Vitamin D_{5}
- Names: IUPAC name (1S,3Z)-3-[(2E)-2-[(1R,3aS,7aR)-1-[(1R,4S)-4-ethyl-1,5-dimethylhexyl]-7a-methyl-2,3,3a,5,6,7-hexahydro-1H-inden-4-ylidene]ethylidene]-4-methylene-1-cyclohexanol

Identifiers
- CAS Number: 71761-06-3;
- 3D model (JSmol): Interactive image;
- ChEBI: CHEBI:33279;
- ChemSpider: 7826639;
- PubChem CID: 9909623;
- UNII: 0W2I161LCL;
- CompTox Dashboard (EPA): DTXSID301028171 ;

Properties
- Chemical formula: C_{29}H_{48}O
- Molar mass: 412.702 g·mol^{−1}

= Vitamin D5 =

Fat soluble vitamin

Vitamin D_{5} (sitocalciferol) is a form of vitamin D. When 7-dehydrositosterol is exposed to UVB light, the result is sitocalciferol, following a photochemical reaction mechanism analogous to that of natural cholecalciferol production. It is naturally found in some plants (7-dehydrositosterol is a phytosterol, which means that it is mostly made by plants).

== 1α-Hydroxyvitamin D_{5} ==
1α-Hydroxyvitamin D_{5} (1α-OH D_{5} or less specifically, 1-OH D_{5}) is a chemical derivative of vitamin D_{5}. It differs from D_{5} by having a hydroxyl group on the number 1 carbon, in the "alpha" chirality.

=== Research ===
Analogs of calcitriol (1α,25-(OH)_{2} D_{3}), have been proposed for use as antitumor agents. Studies on 1α,25-(OH)_{2} D_{3} have shown inhibition of cell proliferation in prostate cancer, but high doses of 1α,25-(OH)_{2} D_{3} result in hypercalcemia. 1α-OH D_{5}, however, does not cause hypercalcemia while inhibiting tumor cell proliferation.
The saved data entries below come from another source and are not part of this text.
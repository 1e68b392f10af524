//! Core Bloom filter implementation
//!
//! One bit per supplied hash byte-string. Payloads are turned into hash
//! byte-strings by a caller-supplied [`Hasher`]; callers that already hold
//! canonical digests use the `*_hash` entry points directly.
//!
//! INVARIANTS:
//! - Every set bit lies in `[0, max_bits)`.
//! - No false negatives: once a hash is added, `test_hash` on it returns true.
//! - Bits are never cleared; only a state load replaces them.

use tracing::{debug, trace, warn};

use super::bits::FilterBits;
use super::config::{resolve_max_bits, FilterConfig};
use super::hash_index::bit_index;
use crate::adapters::NoHasher;
use crate::error::FilterError;
use crate::ports::Hasher;

/// Bloom filter for probabilistic membership testing
///
/// A Bloom filter is a space-efficient probabilistic data structure that
/// can test whether an element is a member of a set. False positives are
/// possible, but false negatives are not.
///
/// Not synchronized: wrap in a lock (or shard across several filters) for
/// concurrent mutation.
#[derive(Clone, Debug)]
pub struct BloomFilter<H = NoHasher> {
    /// Bit array storing the filter state
    bits: FilterBits,
    /// Size of the index space
    max_bits: usize,
    /// Payload hasher, absent for hash-only use
    hasher: Option<H>,
}

/// Result of testing a payload
///
/// On a hasher failure `present` is `true` and `error` carries the cause, so
/// a caller that ignores the error still never sees a false negative.
#[must_use = "check `error` before trusting `present`"]
#[derive(Debug)]
pub struct TestOutcome {
    /// Whether the payload is possibly present
    pub present: bool,
    /// Why the answer could not be computed, if it could not
    pub error: Option<FilterError>,
}

impl TestOutcome {
    fn found(present: bool) -> Self {
        Self {
            present,
            error: None,
        }
    }

    fn failed(error: FilterError) -> Self {
        Self {
            present: true,
            error: Some(error),
        }
    }

    pub fn is_present(&self) -> bool {
        self.present
    }

    pub fn error(&self) -> Option<&FilterError> {
        self.error.as_ref()
    }

    /// Split into the answer and the error
    pub fn into_parts(self) -> (bool, Option<FilterError>) {
        (self.present, self.error)
    }

    /// Convert to a `Result`, dropping the conservative answer on error
    pub fn into_result(self) -> Result<bool, FilterError> {
        match self.error {
            Some(err) => Err(err),
            None => Ok(self.present),
        }
    }
}

impl BloomFilter<NoHasher> {
    /// Create an empty filter that only accepts pre-computed hashes
    pub fn without_hasher(max_bits: usize) -> Self {
        Self::new(max_bits, None)
    }
}

impl<H> BloomFilter<H> {
    /// Create an empty filter
    ///
    /// # Arguments
    /// * `max_bits` - Size of the index space; zero selects the default
    /// * `hasher` - Payload hasher, or `None` for hash-only use
    pub fn new(max_bits: usize, hasher: Option<H>) -> Self {
        let max_bits = resolve_max_bits(max_bits);
        debug!(
            max_bits = max_bits,
            has_hasher = hasher.is_some(),
            "Created Bloom filter"
        );

        Self {
            bits: FilterBits::new(),
            max_bits,
            hasher,
        }
    }

    /// Create a filter and load its state from a big-endian byte buffer
    pub fn new_from_bytes(max_bits: usize, hasher: Option<H>, bytes: &[u8]) -> Self {
        let mut filter = Self::new(max_bits, hasher);
        filter.set_bytes(bytes);
        filter
    }

    /// Create a filter and load its state from an integer value
    ///
    /// `None` is treated as zero.
    pub fn new_from_int(max_bits: usize, hasher: Option<H>, value: Option<FilterBits>) -> Self {
        let mut filter = Self::new(max_bits, hasher);
        filter.set_int(value);
        filter
    }

    /// Create an empty filter from configuration
    pub fn from_config(config: &FilterConfig, hasher: Option<H>) -> Self {
        Self::new(config.max_bits, hasher)
    }

    /// Set the bit for a single pre-computed hash
    pub fn add_hash(&mut self, hash: &[u8]) {
        let index = bit_index(hash, self.max_bits);
        trace!(bit_index = index, "Setting filter bit");
        self.bits.set_bit(index);
    }

    /// Set one bit per pre-computed hash
    pub fn add_hashes<I>(&mut self, hashes: I)
    where
        I: IntoIterator,
        I::Item: AsRef<[u8]>,
    {
        for hash in hashes {
            self.add_hash(hash.as_ref());
        }
    }

    /// Test the bit for a single pre-computed hash
    ///
    /// Returns:
    /// - `true` if the hash might have been added (could be false positive)
    /// - `false` if it definitely was not
    pub fn test_hash(&self, hash: &[u8]) -> bool {
        self.bits.bit(bit_index(hash, self.max_bits))
    }

    /// Test that every given hash has its bit set
    ///
    /// Stops at the first unset bit. An empty set of hashes tests true.
    pub fn test_hashes<I>(&self, hashes: I) -> bool
    where
        I: IntoIterator,
        I::Item: AsRef<[u8]>,
    {
        hashes
            .into_iter()
            .all(|hash| self.test_hash(hash.as_ref()))
    }

    /// Export the state as a minimal big-endian byte buffer
    ///
    /// An empty filter exports an empty buffer.
    pub fn bytes(&self) -> Vec<u8> {
        self.bits.to_be_bytes()
    }

    /// Replace the state with a big-endian byte buffer
    ///
    /// An empty buffer is a no-op: existing state is kept, not cleared.
    pub fn set_bytes(&mut self, bytes: &[u8]) {
        if bytes.is_empty() {
            return;
        }

        self.bits = FilterBits::from_be_bytes(bytes);
        debug!(
            bytes_loaded = bytes.len(),
            bits_set = self.bits.count_ones(),
            "Loaded filter state from bytes"
        );
    }

    /// Replace the state with an integer value
    ///
    /// `None` resets the filter to zero.
    pub fn set_int(&mut self, value: Option<FilterBits>) {
        self.bits = value.unwrap_or_default();
        debug!(
            byte_len = self.bits.byte_len(),
            bits_set = self.bits.count_ones(),
            "Loaded filter state from integer"
        );
    }

    /// Size of the index space
    pub fn max_bits(&self) -> usize {
        self.max_bits
    }

    /// Current state viewed as an integer
    pub fn bits(&self) -> &FilterBits {
        &self.bits
    }

    /// Number of bits set in the filter
    pub fn bits_set(&self) -> usize {
        self.bits.count_ones()
    }

    pub fn hasher(&self) -> Option<&H> {
        self.hasher.as_ref()
    }

    /// Add a payload using the configured hasher
    ///
    /// # Errors
    /// - [`FilterError::HasherNotSet`] if no hasher is configured
    /// - [`FilterError::Hashing`] if the hasher fails
    /// - [`FilterError::EmptyHashes`] if the hasher returns no hashes
    ///
    /// The state is unchanged on error.
    pub fn add<P>(&mut self, payload: &P) -> Result<(), FilterError>
    where
        P: ?Sized,
        H: Hasher<P>,
    {
        match self.hash(payload)?.as_slice() {
            [single] => self.add_hash(single),
            many => self.add_hashes(many),
        }

        Ok(())
    }

    /// Test a payload using the configured hasher
    ///
    /// Any hasher problem yields `present == true` together with the error.
    pub fn test<P>(&self, payload: &P) -> TestOutcome
    where
        P: ?Sized,
        H: Hasher<P>,
    {
        let hashes = match self.hash(payload) {
            Ok(hashes) => hashes,
            Err(err) => return TestOutcome::failed(err),
        };

        match hashes.as_slice() {
            [single] => TestOutcome::found(self.test_hash(single)),
            many => TestOutcome::found(self.test_hashes(many)),
        }
    }

    fn hash<P>(&self, payload: &P) -> Result<Vec<Vec<u8>>, FilterError>
    where
        P: ?Sized,
        H: Hasher<P>,
    {
        let hasher = self.hasher.as_ref().ok_or(FilterError::HasherNotSet)?;

        let hashes = hasher.build_hashes(payload).map_err(|err| {
            warn!(error = %err, "Hasher failed for payload");
            FilterError::Hashing(err)
        })?;

        if hashes.is_empty() {
            warn!("Hasher returned no hashes for payload");
            return Err(FilterError::EmptyHashes);
        }

        Ok(hashes)
    }
}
The motive to study 1α-OH D_{5} as a potential pharmaceutical drug stemmed from the tendency of calcitriol, a natural metabolite produced in the kidney, to cause toxic hypercalcemia in patients when dosed at concentrations needed to interrupt prostate cancer cells' cycle and stimulate apoptosis. And while supplementation with dexamethasone decreases hypercalcemia, bypassing it with an equally effective tumor suppressant would reduce patient cost and stress. Thus, the therapeutic effects of 1α-OH D_{5} as a potential antitumor agent without the side effects of calcitriol became a topic of study.

== Synthesis ==
1α-OH D_{5} was first synthesized in 1997 by researchers in the Department of Chemistry at the University of Chicago, under Robert M. Moriarty and Dragos Albinescu. By 2005, the group had revised its synthesis method for a more streamlined, higher yield-producing route. It involved the photochemical conversion of precursor 7-dehydrositosteryl acetate to contain a conjugated triene system, a hallmark of this analog, followed by hydroxylation, photoisomerization, and deprotection steps. Their overall yield was 48%.